In general, investment products are grouped into two classes based on the results. First, fixed income investment products (fixed income investment), which is certain investment products that provide income (usually called the flower). Second, investment product growth (growth of investment income), which is an investment product that does not give definite results in the form of interest, but only returns when resold with a higher value. Example: stocks, gold, home, collectibles, foreign currency.

An investment portfolio are all financial assets a person or business invests together. In full view you can think of an investment portfolio is easy to administer but the reality is that it is the most complex work .

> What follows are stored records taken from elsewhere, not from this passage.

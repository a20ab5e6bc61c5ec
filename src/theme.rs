//! Resolved colors and sizing defaults applied when data omits styling

use serde::{Deserialize, Serialize};

/// Color constants for the built-in dark theme (RGBA, normalized 0.0-1.0)
pub mod colors {
    /// Background: near-black blue
    pub const BACKGROUND: [f32; 4] = [0.055, 0.063, 0.090, 1.0];

    /// Default point color: cyan (#4FC3F7)
    pub const POINT: [f32; 4] = [0.310, 0.765, 0.969, 1.0];

    /// Default graph node color: amber (#FFB74D)
    pub const NODE: [f32; 4] = [1.0, 0.718, 0.302, 1.0];

    /// Default graph edge color: translucent gray
    pub const EDGE: [f32; 4] = [0.5, 0.5, 0.5, 0.35];
}

/// Resolved theme handed to every series renderer.
#[derive(Debug, Clone, PartialEq, Serialize, Deserialize)]
pub struct Theme {
    /// Clear color of the visual target
    pub background: [f32; 4],

    /// Fallback color for points without an explicit one
    pub point_color: [f32; 4],

    /// Fallback color for graph nodes
    pub node_color: [f32; 4],

    /// Color for graph edges
    pub edge_color: [f32; 4],

    /// Fallback point radius in pixels
    pub point_size: f32,

    /// Fallback graph node radius in pixels
    pub node_radius: f32,
}

impl Default for Theme {
    fn default() -> Self {
        Self {
            background: colors::BACKGROUND,
            point_color: colors::POINT,
            node_color: colors::NODE,
            edge_color: colors::EDGE,
            point_size: 6.0,
            node_radius: 8.0,
        }
    }
}

impl Theme {
    /// Background as a wgpu clear color
    pub fn clear_color(&self) -> wgpu::Color {
        wgpu::Color {
            r: f64::from(self.background[0]),
            g: f64::from(self.background[1]),
            b: f64::from(self.background[2]),
            a: f64::from(self.background[3]),
        }
    }
}

#[cfg(test)]
mod tests {
    use super::*;

    #[test]
    fn default_theme_has_opaque_background() {
        let theme = Theme::default();
        assert_eq!(theme.background[3], 1.0);
        assert!(theme.point_size > 0.0);
    }

    #[test]
    fn clear_color_matches_background() {
        let theme = Theme::default();
        let clear = theme.clear_color();
        assert!((clear.r - f64::from(theme.background[0])).abs() < 1e-6);
        assert!((clear.a - 1.0).abs() < 1e-6);
    }
}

I say complex because one with an investment portfolio should fit the profile of each investment and to situations where you are in the market. These tasks are not simple. For these reasons there are people specializing in this field and are dedicated to creating investment portfolios and manage them properly.

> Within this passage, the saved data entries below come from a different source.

//! Cooperative frame scheduling
//!
//! The engine never owns an event loop. A host-provided [`FrameScheduler`]
//! stands in for whatever drives refresh in the embedding environment:
//! a windowing loop's redraw request, a browser frame callback, or a
//! headless harness in tests. The contract is that after `request_frame`
//! the host calls back into the engine exactly once (via
//! [`Chart::on_frame`](crate::chart::Chart::on_frame)) unless the request
//! is cancelled first.

use std::cell::RefCell;
use std::rc::Rc;

/// Identifier for one pending frame request.
pub type FrameHandle = u64;

/// Host-provided frame scheduling primitive.
pub trait FrameScheduler {
    /// Ask the host to deliver one frame at the next display refresh.
    fn request_frame(&mut self) -> FrameHandle;

    /// Revoke a pending request so the frame is never delivered.
    fn cancel_frame(&mut self, handle: FrameHandle);
}

#[derive(Debug, Default)]
struct ManualState {
    next_handle: FrameHandle,
    pending: Vec<FrameHandle>,
    cancelled: Vec<FrameHandle>,
}

/// Scheduler for headless use: records requests instead of scheduling.
///
/// Cloning yields another handle to the same state, so a test can keep
/// one clone for inspection while the engine owns the other. The driver
/// drains pending handles with [`ManualScheduler::take_pending`] and
/// delivers each by calling the engine's frame entry point.
#[derive(Clone, Debug, Default)]
pub struct ManualScheduler {
    state: Rc<RefCell<ManualState>>,
}

impl ManualScheduler {
    pub fn new() -> Self {
        Self::default()
    }

    /// Number of requests not yet delivered or cancelled
    pub fn pending_count(&self) -> usize {
        self.state.borrow().pending.len()
    }

    /// Handles cancelled so far
    pub fn cancelled(&self) -> Vec<FrameHandle> {
        self.state.borrow().cancelled.clone()
    }

    /// Drain pending requests, marking them delivered.
    pub fn take_pending(&self) -> Vec<FrameHandle> {
        std::mem::take(&mut self.state.borrow_mut().pending)
    }
}

impl FrameScheduler for ManualScheduler {
    fn request_frame(&mut self) -> FrameHandle {
        let mut state = self.state.borrow_mut();
        state.next_handle += 1;
        let handle = state.next_handle;
        state.pending.push(handle);
        handle
    }

    fn cancel_frame(&mut self, handle: FrameHandle) {
        let mut state = self.state.borrow_mut();
        state.pending.retain(|&h| h != handle);
        state.cancelled.push(handle);
    }
}

/// Dirty flag plus the one outstanding frame request.
///
/// At most one request is ever pending; arming while armed is a no-op.
/// The owning chart calls [`begin_frame`](FrameLoop::begin_frame) when the
/// host delivers a frame and [`finish_frame`](FrameLoop::finish_frame)
/// after stepping, which re-arms only while something still animates.
pub struct FrameLoop {
    scheduler: Box<dyn FrameScheduler>,
    pending: Option<FrameHandle>,
    dirty: bool,
}

impl FrameLoop {
    pub fn new(scheduler: Box<dyn FrameScheduler>) -> Self {
        Self {
            scheduler,
            pending: None,
            dirty: false,
        }
    }

    /// Note that the scene changed and make sure a frame is coming.
    pub fn mark_dirty(&mut self) {
        self.dirty = true;
        self.arm();
    }

    /// Request a frame unless one is already pending.
    pub fn arm(&mut self) {
        if self.pending.is_none() {
            self.pending = Some(self.scheduler.request_frame());
        }
    }

    /// Called when the host delivers a frame. Returns whether the scene
    /// was marked dirty since the last frame and resets the flag.
    pub fn begin_frame(&mut self) -> bool {
        self.pending = None;
        std::mem::take(&mut self.dirty)
    }

    /// Called after the frame's work. Re-arms while animation continues
    /// or the scene was dirtied again mid-frame.
    pub fn finish_frame(&mut self, keep_running: bool) {
        if keep_running || self.dirty {
            self.arm();
        }
    }

    /// Cancel any outstanding request.
    pub fn cancel(&mut self) {
        if let Some(handle) = self.pending.take() {
            self.scheduler.cancel_frame(handle);
        }
    }

    /// Whether a frame request is outstanding
    pub fn is_armed(&self) -> bool {
        self.pending.is_some()
    }

    /// Whether the scene changed since the last delivered frame
    pub fn is_dirty(&self) -> bool {
        self.dirty
    }
}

Many people often confuse an investment portfolio with the shares of different companies and the reality is that these portfolios include not only investment but also those entering the Forex market or real estate.

To design an investment portfolio the first thing to do is to define what will be our profile as an investor. The first questions we must ask are that and that we will invest our savings or our capital, besides being aware of the risk we run. This profile is the basis of the investment portfolio.

The second step in an investment portfolio is the definition of objectives. When we are sure we run the risk that investment is a priority answer questions like that is what we get, we will do with the profits. So it is good to be sure of what we want to know where to stop or continue.

The next step is the diversification of investments in order to run a lower risk of loss. Because of the diversification is that it manages to get a balance between gains and losses. The main basis of an investment portfolio is to cover the risk of loss of assets with strong conservative assets.

Apart from having a balance in our portfolio, we also handle a tax that coupled with each product and commissions. Recall that an investment portfolio must be constantly updated.

When we make investments in the stock market long term, we must be aware are the most profitable for both the most dangerous for the estate, so we put a lot of care.